Pedro Costa’s Casa de Lava

I could write just about the symbolic red of Mariana’s dress – such is the richness and potential for interpretation in Pedro Costa’s Casa de Lava (1994). Storming around Cape Verde with either a forthright, potentially desperate intent or equally desperate aimlessness, Mariana (Inês de Medeiros) appears a figure of life, potency and sheer bloody will. Towards the end of the film Mariana changes her clothes, adopting more neutral attire and seeming to calm internally too. Colour is used to startling effect throughout the film, in many cases where Costa’s compositions involve a single character framed within a scorched, dramatic landscape.
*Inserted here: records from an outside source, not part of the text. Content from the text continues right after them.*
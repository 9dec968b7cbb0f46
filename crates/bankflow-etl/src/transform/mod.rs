//! Transform engine: rebuilds the transform tier from staging.
//!
//! The output for a run is a pure function of the staging content and the
//! engine's reference date. Rows that fail a rule are quarantined with the
//! reason instead of aborting the entity.

mod enrich;
pub mod rules;

pub use enrich::{flag_outliers, Enricher};

use crate::entity::Entity;
use crate::error::{EtlError, EtlResult};
use crate::record::{QuarantinedRow, TypedRecord};
use crate::store::{StagingStore, TransformStore};
use chrono::NaiveDate;
use serde::Serialize;
use std::collections::HashSet;
use std::sync::Arc;
use tracing::{info, instrument, warn};

/// Data-quality percentages for one entity, rounded to two decimals.
#[derive(Debug, Clone, Copy, Default, PartialEq, Serialize)]
pub struct DataQuality {
    /// Source cells that held a value rather than a null.
    pub completeness: f64,
    /// Staging rows that made it into the transform tier.
    pub accuracy: f64,
    /// Staging rows sharing a natural key with an earlier row.
    pub duplicate_rate: f64,
    /// Transformed rows flagged as outliers.
    pub outlier_rate: f64,
}

impl DataQuality {
    pub fn measure(counts: &EntityTransformReport, null_cells: u64, duplicates: u64) -> Self {
        let percent = |part: u64, whole: u64| {
            if whole == 0 {
                0.0
            } else {
                (part as f64 / whole as f64 * 10_000.0).round() / 100.0
            }
        };
        let cells = counts.processed * counts.entity.raw_columns().len() as u64;
        Self {
            completeness: percent(cells.saturating_sub(null_cells), cells),
            accuracy: percent(counts.transformed, counts.processed),
            duplicate_rate: percent(duplicates, counts.processed),
            outlier_rate: percent(counts.outliers, counts.transformed),
        }
    }
}

#[derive(Debug, Clone, PartialEq, Serialize)]
pub struct EntityTransformReport {
    pub entity: Entity,
    pub processed: u64,
    pub transformed: u64,
    pub quarantined: u64,
    pub nulls_replaced: u64,
    pub outliers: u64,
    pub quality: DataQuality,
}

#[derive(Debug, Clone, Default, Serialize)]
pub struct TransformReport {
    pub as_of: Option<NaiveDate>,
    pub entities: Vec<EntityTransformReport>,
}

impl TransformReport {
    pub fn total_transformed(&self) -> u64 {
        self.entities.iter().map(|e| e.transformed).sum()
    }

    pub fn total_quarantined(&self) -> u64 {
        self.entities.iter().map(|e| e.quarantined).sum()
    }
}

pub struct TransformEngine {
    staging: Arc<dyn StagingStore>,
    transform: Arc<dyn TransformStore>,
    as_of: NaiveDate,
}

impl TransformEngine {
    pub fn new(
        staging: Arc<dyn StagingStore>,
        transform: Arc<dyn TransformStore>,
        as_of: NaiveDate,
    ) -> Self {
        Self {
            staging,
            transform,
            as_of,
        }
    }

    pub fn as_of(&self) -> NaiveDate {
        self.as_of
    }

    /// Rebuild every entity in referential order. Loans and transactions are
    /// checked against the customers produced by this same run.
    pub async fn transform_all(&self) -> EtlResult<TransformReport> {
        let mut report = TransformReport {
            as_of: Some(self.as_of),
            entities: Vec::with_capacity(Entity::ALL.len()),
        };
        let mut known_customers = HashSet::new();

        for entity in Entity::ALL {
            let (entity_report, records) = self.transform_entity(entity, &known_customers).await?;
            if entity == Entity::Customer {
                known_customers = records.into_iter().map(|r| r.natural_key).collect();
            }
            report.entities.push(entity_report);
        }

        info!(
            as_of = %self.as_of,
            transformed = report.total_transformed(),
            quarantined = report.total_quarantined(),
            "Transform finished"
        );
        Ok(report)
    }

    #[instrument(skip(self, known_customers), fields(entity = %entity))]
    async fn transform_entity(
        &self,
        entity: Entity,
        known_customers: &HashSet<String>,
    ) -> EtlResult<(EntityTransformReport, Vec<TypedRecord>)> {
        let rows = self.staging.fetch_all(entity).await?;
        let mut enricher = Enricher::new(self.as_of, known_customers);
        let mut records = Vec::with_capacity(rows.len());
        let mut quarantined = Vec::new();

        let mut seen_keys = HashSet::with_capacity(rows.len());
        let mut duplicates = 0;
        let mut null_cells = 0;
        for row in &rows {
            if !seen_keys.insert(row.natural_key.as_str()) {
                duplicates += 1;
            }
            null_cells += row.values.iter().filter(|v| v.is_none()).count() as u64;
            match enricher.enrich(row) {
                Ok(record) => records.push(record),
                Err(EtlError::RowTransform { reason, .. }) => {
                    warn!(key = %row.natural_key, reason = %reason, "Quarantined row");
                    quarantined.push(QuarantinedRow {
                        entity,
                        natural_key: row.natural_key.clone(),
                        reason,
                        raw: row.to_json(),
                    });
                }
                Err(e) => return Err(e),
            }
        }

        let outliers = flag_outliers(&mut records);
        self.transform
            .replace_entity(entity, &records, &quarantined)
            .await?;

        let mut report = EntityTransformReport {
            entity,
            processed: rows.len() as u64,
            transformed: records.len() as u64,
            quarantined: quarantined.len() as u64,
            nulls_replaced: enricher.nulls_replaced(),
            outliers,
            quality: DataQuality::default(),
        };
        report.quality = DataQuality::measure(&report, null_cells, duplicates);
        info!(
            processed = report.processed,
            transformed = report.transformed,
            quarantined = report.quarantined,
            nulls_replaced = report.nulls_replaced,
            outliers = report.outliers,
            completeness = report.quality.completeness,
            accuracy = report.quality.accuracy,
            duplicate_rate = report.quality.duplicate_rate,
            outlier_rate = report.quality.outlier_rate,
            "Entity transformed"
        );
        Ok((report, records))
    }
}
Costa’s second feature following the monochrome Blood (O Sangue, 1989) is a ‘remake’ of Jacques Tourneur’s I Walked with a Zombie (1943) and frequently cited as alluding to Rossellini’s Stromboli (1950). Construction worker Leão falls on site and becomes comatose, then, in a very concise piece of expository dialogue, the doctor announces that a letter and a cheque have been sent from Leâo’s village, he’s being discharged and will be sent on a plane back home. Nurse Mariana accompanies him from Lisbon to Cape Verde and on arrival attempts to ascertain her patients origins, but is met with denial or silence. A stranger in an unfamiliar land, Mariana’s presence is neither welcomed nor met with hostility, rather a questioning insight that seems to reveal to Mariana more about herself than she is willing to accept.

 

Violinist Bassoé (Raul Andrade) recounts his sorry tale to Mariana admitting that he has many sons, but is vague when questioned on whether Leão is one of them. Finding her equivalent in Edith, a white woman who arrived years ago and simply never left, Mariana is once again left frustratingly non-the wiser by Edith’s refusal to speak. The refusal, or denial as Jonathan Rosenbaum (who provides the booklet essay for the DVD release) puts it, is the locus of the film. Despite the sometimes perfunctory explanatory dialogue, the bulk of interactions have an ambiguity that hints towards many things and many interpretations, with plot points left unresolved and character motivation in doubt. Mariana is herself in denial about the purpose of her stay on the island, it seeming to go beyond the initial week she supposed without her noticing. At once a musing on colonialism and the notion of the individual within a community, this obliqueness of plot is characteristic of Costa’s filmmaking, the trajectory of which has been described by critic Peter Bradshaw as ‘one of the most fascinating in modern cinema’.

Indeed Costa’s films are highly celebrated but hard to access, none of them having had a UK release beyond individual screenings. Lucky for anyone able to get to the ICA in London this Sunday 30th for a special screening of Casa de Lava in collaboration with Second Run DVD. Costa himself will be in attendance for a Q&A with EIFF’s Chris Fujiwara.